Forverts -- Yid Vicious -- Klezmer

This was my first exposure to Klezmer music. The wife described it as "festive and fun". I fully agree. Though I think this music was on the traditional side, the CD is hardly without innovation -- unless "chosen people" means "chosen to play the electric guitar" and I don't know this 'cause I'm not Jewish. One song begins with an electric guitar riff. I'll confess that such a start usually tempts me to hit the "skip" button. But this was something like the fourth song and by then, I wanted to see where this would go. Alas, if I recall correctly, that was the only song on the CD with electric guitar. Vicious marketing ploy, that!

Belly of the Sun -- Cassandra Wilson -- Blues

Calling this strictly "blues" would be a stretch on my part. Cassandra Wilson, who hails from Jackson, Mississippi, my home town, ranges from blues to jazz to country on this album, which she mostly recorded in a railroad station in Clarksdale to get herself into the right mood.

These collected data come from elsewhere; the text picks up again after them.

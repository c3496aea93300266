//! Sample source: the sole producer for every registered consumer buffer.
//!
//! ## Capture loop (per iteration)
//!
//! ```text
//! 1. Blocking native read from the peripheral (≤ NATIVE_READ_WORDS words)
//! 2. Convert each raw word: (raw >> gain_shift) as i16
//! 3. For every registered consumer, honor its skip counter and push the
//!    sample into its active buffer half; a full half swaps and notifies
//!    that consumer's drain loop
//! 4. Repeat until the requested block length is delivered
//! ```
//!
//! Buffer lengths and skip rates differ per consumer, so swaps happen
//! independently — the file writer and the detector are never synchronised
//! with each other, only with the producer.

use std::sync::{
    atomic::{AtomicBool, AtomicU64, Ordering},
    Arc,
};

use crossbeam_channel::Sender;
use tracing::{debug, error, info, warn};

use crate::audio::{PeripheralConfig, PeripheralHandle, NATIVE_READ_WORDS};
use crate::buffering::BlockProducer;
use crate::error::{ElocError, Result};
use crate::session::SessionFault;

/// Capture-side counters.
pub struct SourceStats {
    pub blocks_read: AtomicU64,
    pub samples_converted: AtomicU64,
    pub short_reads: AtomicU64,
}

impl Default for SourceStats {
    fn default() -> Self {
        Self {
            blocks_read: AtomicU64::new(0),
            samples_converted: AtomicU64::new(0),
            short_reads: AtomicU64::new(0),
        }
    }
}

impl SourceStats {
    pub fn snapshot(&self) -> SourceStatsSnapshot {
        SourceStatsSnapshot {
            blocks_read: self.blocks_read.load(Ordering::Relaxed),
            samples_converted: self.samples_converted.load(Ordering::Relaxed),
            short_reads: self.short_reads.load(Ordering::Relaxed),
        }
    }
}

#[derive(Debug, Clone, Copy)]
pub struct SourceStatsSnapshot {
    pub blocks_read: u64,
    pub samples_converted: u64,
    pub short_reads: u64,
}

/// One registered consumer: its buffer producer half plus decimation state.
struct ConsumerSlot {
    producer: BlockProducer,
    /// Forward every Nth converted sample. 1 = every sample.
    skip_every: u32,
    /// Persists across `read()` calls so decimation stays phase-continuous.
    skip_phase: u32,
}

/// Owns the audio peripheral and fans converted samples out to zero or more
/// registered consumers.
pub struct SampleSource {
    peripheral: PeripheralHandle,
    gain_shift: u8,
    consumers: Vec<ConsumerSlot>,
    native_buf: Vec<i32>,
    stats: Arc<SourceStats>,
    actual_rate: u32,
}

impl SampleSource {
    pub fn new(peripheral: PeripheralHandle) -> Self {
        Self {
            peripheral,
            gain_shift: 0,
            consumers: Vec::new(),
            native_buf: vec![0i32; NATIVE_READ_WORDS],
            stats: Arc::new(SourceStats::default()),
            actual_rate: 0,
        }
    }

    /// Apply wiring/clock settings and record the gain shift.
    ///
    /// # Returns
    /// The negotiated hardware sample rate.
    pub fn configure(&mut self, config: &PeripheralConfig, gain_shift: u8) -> Result<u32> {
        if gain_shift > 16 {
            return Err(ElocError::HardwareConfig(format!(
                "gain_shift must be in 0..=16, got {gain_shift}"
            )));
        }
        let rate = self.peripheral.0.lock().configure(config)?;
        self.gain_shift = gain_shift;
        self.actual_rate = rate;
        info!(
            requested = config.sample_rate,
            negotiated = rate,
            gain_shift,
            "audio peripheral configured"
        );
        Ok(rate)
    }

    /// The negotiated rate from the last `configure` call (0 before that).
    pub fn actual_rate(&self) -> u32 {
        self.actual_rate
    }

    /// Register a consumer buffer. `skip_every` = N forwards every Nth
    /// converted sample (N = hardware rate / consumer rate).
    ///
    /// Must happen before `start()` so no samples are dropped while buffers
    /// do not exist yet.
    pub fn register_consumer(&mut self, producer: BlockProducer, skip_every: u32) -> Result<()> {
        if skip_every == 0 {
            return Err(ElocError::HardwareConfig(
                "consumer skip factor must be >= 1".into(),
            ));
        }
        debug!(
            skip_every,
            capacity = producer.capacity(),
            "consumer registered with sample source"
        );
        self.consumers.push(ConsumerSlot {
            producer,
            skip_every,
            skip_phase: 0,
        });
        Ok(())
    }

    pub fn start(&mut self) -> Result<()> {
        self.peripheral.0.lock().start()
    }

    /// Idempotent: stopping a source that never started is a no-op.
    pub fn stop(&mut self) {
        self.peripheral.0.lock().stop();
    }

    pub fn stats(&self) -> Arc<SourceStats> {
        Arc::clone(&self.stats)
    }

    /// Blocking read of `block_len` raw words, converted and fanned out.
    ///
    /// # Returns
    /// The number of words actually delivered. A short read is logged and
    /// returns the partial count; it is not fatal.
    ///
    /// # Errors
    /// `ElocError::PeripheralRead` when the hardware times out (delivers
    /// nothing) — fatal to the session.
    pub fn read(&mut self, block_len: usize) -> Result<usize> {
        let mut delivered = 0usize;
        while delivered < block_len {
            let want = (block_len - delivered).min(NATIVE_READ_WORDS);
            let n = self.peripheral.0.lock().read_words(&mut self.native_buf[..want])?;
            if n == 0 {
                return Err(ElocError::PeripheralRead(
                    "peripheral delivered no data before timeout".into(),
                ));
            }

            for &raw in &self.native_buf[..n] {
                // Saturate so a too-small gain shift clips instead of
                // wrapping.
                let sample =
                    (raw >> self.gain_shift).clamp(i32::from(i16::MIN), i32::from(i16::MAX)) as i16;
                for slot in &mut self.consumers {
                    slot.skip_phase += 1;
                    if slot.skip_phase >= slot.skip_every {
                        slot.skip_phase = 0;
                        slot.producer.push(sample);
                    }
                }
            }
            self.stats
                .samples_converted
                .fetch_add(n as u64, Ordering::Relaxed);
            delivered += n;

            if n < want {
                warn!(requested = want, got = n, "short peripheral read");
                self.stats.short_reads.fetch_add(1, Ordering::Relaxed);
                return Ok(delivered);
            }
        }
        self.stats.blocks_read.fetch_add(1, Ordering::Relaxed);
        Ok(delivered)
    }

    /// Wake all consumer drain loops for shutdown. Dropping the source does
    /// the same through each producer's `Drop`.
    fn close_consumers(&mut self) {
        for slot in &self.consumers {
            slot.producer.close();
        }
    }
}

/// Everything the capture loop needs, bundled so the thread closure stays tidy.
pub struct CaptureContext {
    pub source: SampleSource,
    /// Words requested per loop iteration.
    pub block_len: usize,
    /// Cleared by the orchestrator to stop; honored at iteration boundaries,
    /// never mid-read.
    pub running: Arc<AtomicBool>,
    pub fault_tx: Sender<SessionFault>,
}

/// Run the capture loop until stopped or a fatal peripheral error.
///
/// On exit the peripheral is stopped and every consumer pair is closed, so
/// drain loops finish their current buffer and terminate.
pub fn run(mut ctx: CaptureContext) {
    info!(block_len = ctx.block_len, "capture loop started");

    while ctx.running.load(Ordering::Relaxed) {
        match ctx.source.read(ctx.block_len) {
            Ok(_) => {}
            Err(e) => {
                error!(error = %e, "fatal peripheral read error — ending session");
                let _ = ctx.fault_tx.send(SessionFault::Peripheral(e.to_string()));
                break;
            }
        }
    }

    ctx.source.stop();
    ctx.source.close_consumers();

    let snap = ctx.source.stats.snapshot();
    info!(
        blocks_read = snap.blocks_read,
        samples_converted = snap.samples_converted,
        short_reads = snap.short_reads,
        "capture loop stopped"
    );
}

#[cfg(test)]
mod tests {
    use super::*;
    use crate::audio::SamplePeripheral;
    use crate::buffering::block_pair;
    use crate::config::RecorderConfig;

    /// Delivers a scripted sequence of raw words, `words_per_read` at a time.
    struct ScriptedPeripheral {
        words: Vec<i32>,
        pos: usize,
        words_per_read: usize,
        started: bool,
    }

    impl ScriptedPeripheral {
        fn new(words: Vec<i32>, words_per_read: usize) -> Self {
            Self {
                words,
                pos: 0,
                words_per_read,
                started: false,
            }
        }
    }

    impl SamplePeripheral for ScriptedPeripheral {
        fn configure(&mut self, config: &PeripheralConfig) -> Result<u32> {
            Ok(config.sample_rate)
        }

        fn start(&mut self) -> Result<()> {
            self.started = true;
            Ok(())
        }

        fn stop(&mut self) {
            self.started = false;
        }

        fn read_words(&mut self, out: &mut [i32]) -> Result<usize> {
            let n = out
                .len()
                .min(self.words_per_read)
                .min(self.words.len() - self.pos);
            out[..n].copy_from_slice(&self.words[self.pos..self.pos + n]);
            self.pos += n;
            Ok(n)
        }
    }

    fn configured_source(words: Vec<i32>, words_per_read: usize, gain_shift: u8) -> SampleSource {
        let mut source =
            SampleSource::new(PeripheralHandle::new(ScriptedPeripheral::new(
                words,
                words_per_read,
            )));
        let cfg = PeripheralConfig::from_recorder(&RecorderConfig::default());
        source.configure(&cfg, gain_shift).unwrap();
        source
    }

    #[test]
    fn gain_shift_scales_raw_words() {
        let raw: Vec<i32> = vec![1 << 11, 2 << 11, 3 << 11, -(4 << 11)];
        let mut source = configured_source(raw, 4, 11);

        let (tx, rx) = block_pair(4).unwrap();
        source.register_consumer(tx, 1).unwrap();

        assert_eq!(source.read(4).unwrap(), 4);
        let mut out = Vec::new();
        rx.drain_into(&mut out).unwrap();
        assert_eq!(out, vec![1, 2, 3, -4]);
    }

    #[test]
    fn oversized_words_saturate_instead_of_wrapping() {
        let raw: Vec<i32> = vec![40_000, -40_000, 1_000];
        let mut source = configured_source(raw, 3, 0);

        let (tx, rx) = block_pair(3).unwrap();
        source.register_consumer(tx, 1).unwrap();

        assert_eq!(source.read(3).unwrap(), 3);
        let mut out = Vec::new();
        rx.drain_into(&mut out).unwrap();
        assert_eq!(out, vec![i16::MAX, i16::MIN, 1_000]);
    }

    #[test]
    fn skip_counter_forwards_every_nth_sample() {
        // Hardware 48 kHz feeding a 16 kHz consumer: every 3rd sample.
        let raw: Vec<i32> = (1..=12).collect();
        let mut source = configured_source(raw, 12, 0);

        let (tx, rx) = block_pair(4).unwrap();
        source.register_consumer(tx, 3).unwrap();

        assert_eq!(source.read(12).unwrap(), 12);
        let mut out = Vec::new();
        rx.drain_into(&mut out).unwrap();
        assert_eq!(out, vec![3, 6, 9, 12]);
    }

    #[test]
    fn skip_phase_persists_across_reads() {
        let raw: Vec<i32> = (1..=10).collect();
        // Native unit of 2 words forces five reads for ten samples.
        let mut source = configured_source(raw, 2, 0);

        let (tx, rx) = block_pair(5).unwrap();
        source.register_consumer(tx, 2).unwrap();

        for _ in 0..5 {
            source.read(2).unwrap();
        }
        let mut out = Vec::new();
        rx.drain_into(&mut out).unwrap();
        assert_eq!(out, vec![2, 4, 6, 8, 10]);
    }

    #[test]
    fn consumers_swap_independently() {
        let raw: Vec<i32> = (0..8).collect();
        let mut source = configured_source(raw, 8, 0);

        let (writer_tx, writer_rx) = block_pair(8).unwrap();
        let (detect_tx, detect_rx) = block_pair(2).unwrap();
        source.register_consumer(writer_tx, 1).unwrap();
        source.register_consumer(detect_tx, 2).unwrap();

        source.read(8).unwrap();

        // Writer half just filled once; the detector's shorter buffer filled
        // twice on its own schedule (the second block overruns because this
        // test never drains).
        assert!(writer_rx.is_ready());
        let detect_stats = detect_rx.stats();
        assert_eq!(detect_stats.samples_pushed, 4);
        assert_eq!(detect_stats.blocks_swapped, 1);
        assert_eq!(detect_stats.overruns, 1);
        let mut out = Vec::new();
        detect_rx.drain_into(&mut out).unwrap();
        assert_eq!(out, vec![1, 3]);
    }

    #[test]
    fn short_read_returns_partial_count() {
        let raw: Vec<i32> = (0..5).collect();
        let mut source = configured_source(raw, 5, 0);
        let (tx, _rx) = block_pair(16).unwrap();
        source.register_consumer(tx, 1).unwrap();

        // Asks for 8, hardware has only 5 left.
        assert_eq!(source.read(8).unwrap(), 5);
        assert_eq!(source.stats().snapshot().short_reads, 1);
    }

    #[test]
    fn exhausted_peripheral_is_a_timeout() {
        let mut source = configured_source(vec![], 4, 0);
        let err = source.read(4).unwrap_err();
        assert!(matches!(err, ElocError::PeripheralRead(_)), "got {err}");
    }

    #[test]
    fn zero_skip_factor_is_rejected() {
        let mut source = configured_source(vec![], 4, 0);
        let (tx, _rx) = block_pair(4).unwrap();
        assert!(source.register_consumer(tx, 0).is_err());
    }
}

All three of these would be good for parties. The last will double as background music for my next poker game. I lean towards Cactus Juice as my favorite of the three, but I guess I'll have to listen to each several more times to be completely sure. Anything to get the right information to my readers! Such dedication....

Thanks, Adrian!

That's a wrap!

-- CAV


8-1-05: Added the "magic words" to the CD section.

1 comment:

Unknown said...

Glad you liked the CDs so much, Gus! Forverts is more traditional than most of the klezmerish music I listen to, but it's not as traditionalist as, say, The Klezmer Conservatory Band or (from what I've heard of them) Brave Old World. A very fine album well worth keeping an eye out for, one that mixes klezmer and swing, is Tanz! by Dave Tarras and the Musiker Brothers (1955). Dave Tarras was a master of klezmer clarinet; his son-in-law Sam Musiker was both a jazz and a klezmer clarinetist. This album was Musiker's conception, with arrangements of klezmer songs as swing pieces; he played his clarinet in a jazzy style while Tarras (who didn't have a feel for jazz) played a traditional klezmer style. It's a brilliant piece of work and one of the finest klezmer albums ever made, but the record company gave it very short shrift. (It was apparently too "ethnic" for the jazz executives, who for some reason decided to put a couple on the cover who look almost like the Aryan ideal and settled on liner notes that seem to have been written for an audience that had never even met a Jew.) It sank with little trace, taking Musiker's career with it, alas, and he died quite bitter in the mid-70s. By the way, you'll find both Tarras and Musiker mentioned in the liner notes for Forverts!

The klezmer-based jazz albums that I like best are Paul Shapiro's Midnight Minyan, which mixes klezmer and New Orleans jazz, and Steven Bernstein's Diaspora Soul. Both are put out by John Zorn's very uneven label Tzadik, which has some very good albums and many very weird musical abortions. (Devoted to the avant garde, and the albums tend to be self-indulgent.) Another good album of consciously Jewish jazz on the label is Anthony Coleman's Sephardic Tinge, which being Sephardic has a very Latin sound without a trace of Eastern European music.

And finally, a bizarre idea which succeeded brilliantly: Klezmer bluegrass!